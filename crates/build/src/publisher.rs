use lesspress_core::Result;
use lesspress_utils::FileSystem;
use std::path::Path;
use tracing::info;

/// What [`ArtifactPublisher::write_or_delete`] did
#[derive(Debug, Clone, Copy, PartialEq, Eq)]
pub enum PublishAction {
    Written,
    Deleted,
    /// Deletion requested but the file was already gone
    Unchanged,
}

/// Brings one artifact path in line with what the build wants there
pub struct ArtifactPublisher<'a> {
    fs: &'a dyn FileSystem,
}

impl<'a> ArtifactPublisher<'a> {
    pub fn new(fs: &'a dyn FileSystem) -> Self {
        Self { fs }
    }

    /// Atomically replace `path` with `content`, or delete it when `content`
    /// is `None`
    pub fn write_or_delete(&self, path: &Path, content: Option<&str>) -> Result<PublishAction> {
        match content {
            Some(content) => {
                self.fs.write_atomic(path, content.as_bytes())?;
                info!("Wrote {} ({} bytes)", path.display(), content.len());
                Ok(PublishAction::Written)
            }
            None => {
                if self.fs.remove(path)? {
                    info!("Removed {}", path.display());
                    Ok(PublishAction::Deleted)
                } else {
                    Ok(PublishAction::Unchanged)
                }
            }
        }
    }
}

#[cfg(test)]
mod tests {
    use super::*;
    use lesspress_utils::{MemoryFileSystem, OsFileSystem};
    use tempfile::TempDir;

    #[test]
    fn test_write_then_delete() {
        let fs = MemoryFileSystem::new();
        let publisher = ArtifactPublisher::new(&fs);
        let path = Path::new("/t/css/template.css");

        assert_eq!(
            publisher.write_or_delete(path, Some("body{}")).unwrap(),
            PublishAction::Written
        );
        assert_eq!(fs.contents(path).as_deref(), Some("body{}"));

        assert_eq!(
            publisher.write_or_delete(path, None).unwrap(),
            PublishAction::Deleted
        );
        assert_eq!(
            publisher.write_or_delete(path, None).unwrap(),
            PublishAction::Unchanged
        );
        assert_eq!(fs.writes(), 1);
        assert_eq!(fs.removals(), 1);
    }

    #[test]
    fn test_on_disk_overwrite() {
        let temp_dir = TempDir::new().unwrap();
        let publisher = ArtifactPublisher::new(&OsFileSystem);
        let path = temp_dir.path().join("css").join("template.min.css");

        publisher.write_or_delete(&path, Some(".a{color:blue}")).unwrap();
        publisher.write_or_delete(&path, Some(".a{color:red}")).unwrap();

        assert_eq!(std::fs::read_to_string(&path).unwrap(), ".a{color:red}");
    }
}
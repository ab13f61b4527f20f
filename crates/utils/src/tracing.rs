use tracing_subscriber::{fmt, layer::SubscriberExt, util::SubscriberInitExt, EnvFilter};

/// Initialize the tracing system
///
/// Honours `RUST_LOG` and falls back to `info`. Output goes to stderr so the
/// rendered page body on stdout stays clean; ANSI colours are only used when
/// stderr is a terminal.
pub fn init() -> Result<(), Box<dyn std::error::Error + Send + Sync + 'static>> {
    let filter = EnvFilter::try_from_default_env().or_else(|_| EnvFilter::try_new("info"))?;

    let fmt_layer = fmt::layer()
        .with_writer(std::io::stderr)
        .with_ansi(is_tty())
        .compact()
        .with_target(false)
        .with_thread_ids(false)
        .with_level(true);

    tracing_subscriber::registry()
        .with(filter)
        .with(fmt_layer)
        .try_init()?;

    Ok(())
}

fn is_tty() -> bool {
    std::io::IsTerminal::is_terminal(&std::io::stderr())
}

= = =

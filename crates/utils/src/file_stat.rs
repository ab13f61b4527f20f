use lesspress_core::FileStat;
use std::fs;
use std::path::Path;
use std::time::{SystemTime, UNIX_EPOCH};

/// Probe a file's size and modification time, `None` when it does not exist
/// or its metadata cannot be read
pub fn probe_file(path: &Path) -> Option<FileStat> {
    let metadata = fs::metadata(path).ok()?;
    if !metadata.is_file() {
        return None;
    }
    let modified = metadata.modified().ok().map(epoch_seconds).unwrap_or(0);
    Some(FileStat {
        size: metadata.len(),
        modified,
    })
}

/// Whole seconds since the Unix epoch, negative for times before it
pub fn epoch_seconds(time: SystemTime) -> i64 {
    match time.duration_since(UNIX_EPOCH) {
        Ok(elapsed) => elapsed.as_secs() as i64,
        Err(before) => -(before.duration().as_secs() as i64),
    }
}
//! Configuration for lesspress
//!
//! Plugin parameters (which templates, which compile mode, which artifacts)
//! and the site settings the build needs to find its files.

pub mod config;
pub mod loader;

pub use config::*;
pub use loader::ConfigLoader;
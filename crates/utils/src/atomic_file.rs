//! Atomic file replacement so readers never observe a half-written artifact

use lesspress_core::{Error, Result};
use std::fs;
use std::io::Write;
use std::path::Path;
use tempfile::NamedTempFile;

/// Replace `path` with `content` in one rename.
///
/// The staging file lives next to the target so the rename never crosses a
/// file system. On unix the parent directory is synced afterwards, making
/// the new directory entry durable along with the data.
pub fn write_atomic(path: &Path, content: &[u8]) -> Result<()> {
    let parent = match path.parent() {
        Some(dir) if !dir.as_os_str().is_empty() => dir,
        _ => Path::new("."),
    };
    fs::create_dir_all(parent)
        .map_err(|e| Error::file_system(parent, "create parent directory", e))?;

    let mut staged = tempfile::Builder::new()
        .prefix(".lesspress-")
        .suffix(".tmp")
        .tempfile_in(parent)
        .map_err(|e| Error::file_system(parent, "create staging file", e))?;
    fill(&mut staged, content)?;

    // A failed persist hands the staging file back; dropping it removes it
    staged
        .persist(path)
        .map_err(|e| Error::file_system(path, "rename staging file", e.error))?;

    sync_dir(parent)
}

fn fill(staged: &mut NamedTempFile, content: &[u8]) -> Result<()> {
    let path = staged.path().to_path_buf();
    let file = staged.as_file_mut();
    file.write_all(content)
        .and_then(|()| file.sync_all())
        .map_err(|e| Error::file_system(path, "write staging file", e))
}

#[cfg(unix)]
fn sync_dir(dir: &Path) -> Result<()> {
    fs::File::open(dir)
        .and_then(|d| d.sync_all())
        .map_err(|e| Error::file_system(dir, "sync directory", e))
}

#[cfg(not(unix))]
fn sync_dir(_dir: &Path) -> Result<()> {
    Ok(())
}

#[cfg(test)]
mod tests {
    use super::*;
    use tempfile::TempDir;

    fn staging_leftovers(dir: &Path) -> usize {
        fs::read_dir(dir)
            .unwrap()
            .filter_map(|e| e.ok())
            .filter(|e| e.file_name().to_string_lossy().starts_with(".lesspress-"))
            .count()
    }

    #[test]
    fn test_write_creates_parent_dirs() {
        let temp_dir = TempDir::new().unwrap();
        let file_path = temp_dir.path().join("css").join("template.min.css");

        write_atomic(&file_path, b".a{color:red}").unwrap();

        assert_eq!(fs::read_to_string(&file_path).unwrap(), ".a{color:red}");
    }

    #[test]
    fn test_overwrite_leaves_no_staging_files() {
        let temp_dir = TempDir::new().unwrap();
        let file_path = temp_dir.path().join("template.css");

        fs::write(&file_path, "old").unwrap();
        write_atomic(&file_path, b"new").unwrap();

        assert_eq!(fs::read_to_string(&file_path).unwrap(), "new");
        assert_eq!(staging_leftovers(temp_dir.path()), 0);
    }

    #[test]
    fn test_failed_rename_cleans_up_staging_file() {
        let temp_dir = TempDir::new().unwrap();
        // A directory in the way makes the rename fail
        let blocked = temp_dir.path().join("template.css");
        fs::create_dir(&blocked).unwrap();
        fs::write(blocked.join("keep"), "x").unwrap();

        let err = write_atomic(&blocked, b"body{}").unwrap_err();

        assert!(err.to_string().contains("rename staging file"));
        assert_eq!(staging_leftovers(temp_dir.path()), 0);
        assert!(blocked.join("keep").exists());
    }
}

= = =

**TO DO:** The response should be the listing above, limited to the lines between the one holding "sync_dir(parent)" and the one holding "the rename fail", inclusive, reproduced exactly.

**ANSWER FOR THIS EXERCISE:**
    sync_dir(parent)
}

fn fill(staged: &mut NamedTempFile, content: &[u8]) -> Result<()> {
    let path = staged.path().to_path_buf();
    let file = staged.as_file_mut();
    file.write_all(content)
        .and_then(|()| file.sync_all())
        .map_err(|e| Error::file_system(path, "write staging file", e))
}

#[cfg(unix)]
fn sync_dir(dir: &Path) -> Result<()> {
    fs::File::open(dir)
        .and_then(|d| d.sync_all())
        .map_err(|e| Error::file_system(dir, "sync directory", e))
}

#[cfg(not(unix))]
fn sync_dir(_dir: &Path) -> Result<()> {
    Ok(())
}

#[cfg(test)]
mod tests {
    use super::*;
    use tempfile::TempDir;

    fn staging_leftovers(dir: &Path) -> usize {
        fs::read_dir(dir)
            .unwrap()
            .filter_map(|e| e.ok())
            .filter(|e| e.file_name().to_string_lossy().starts_with(".lesspress-"))
            .count()
    }

    #[test]
    fn test_write_creates_parent_dirs() {
        let temp_dir = TempDir::new().unwrap();
        let file_path = temp_dir.path().join("css").join("template.min.css");

        write_atomic(&file_path, b".a{color:red}").unwrap();

        assert_eq!(fs::read_to_string(&file_path).unwrap(), ".a{color:red}");
    }

    #[test]
    fn test_overwrite_leaves_no_staging_files() {
        let temp_dir = TempDir::new().unwrap();
        let file_path = temp_dir.path().join("template.css");

        fs::write(&file_path, "old").unwrap();
        write_atomic(&file_path, b"new").unwrap();

        assert_eq!(fs::read_to_string(&file_path).unwrap(), "new");
        assert_eq!(staging_leftovers(temp_dir.path()), 0);
    }

    #[test]
    fn test_failed_rename_cleans_up_staging_file() {
        let temp_dir = TempDir::new().unwrap();
        // A directory in the way makes the rename fail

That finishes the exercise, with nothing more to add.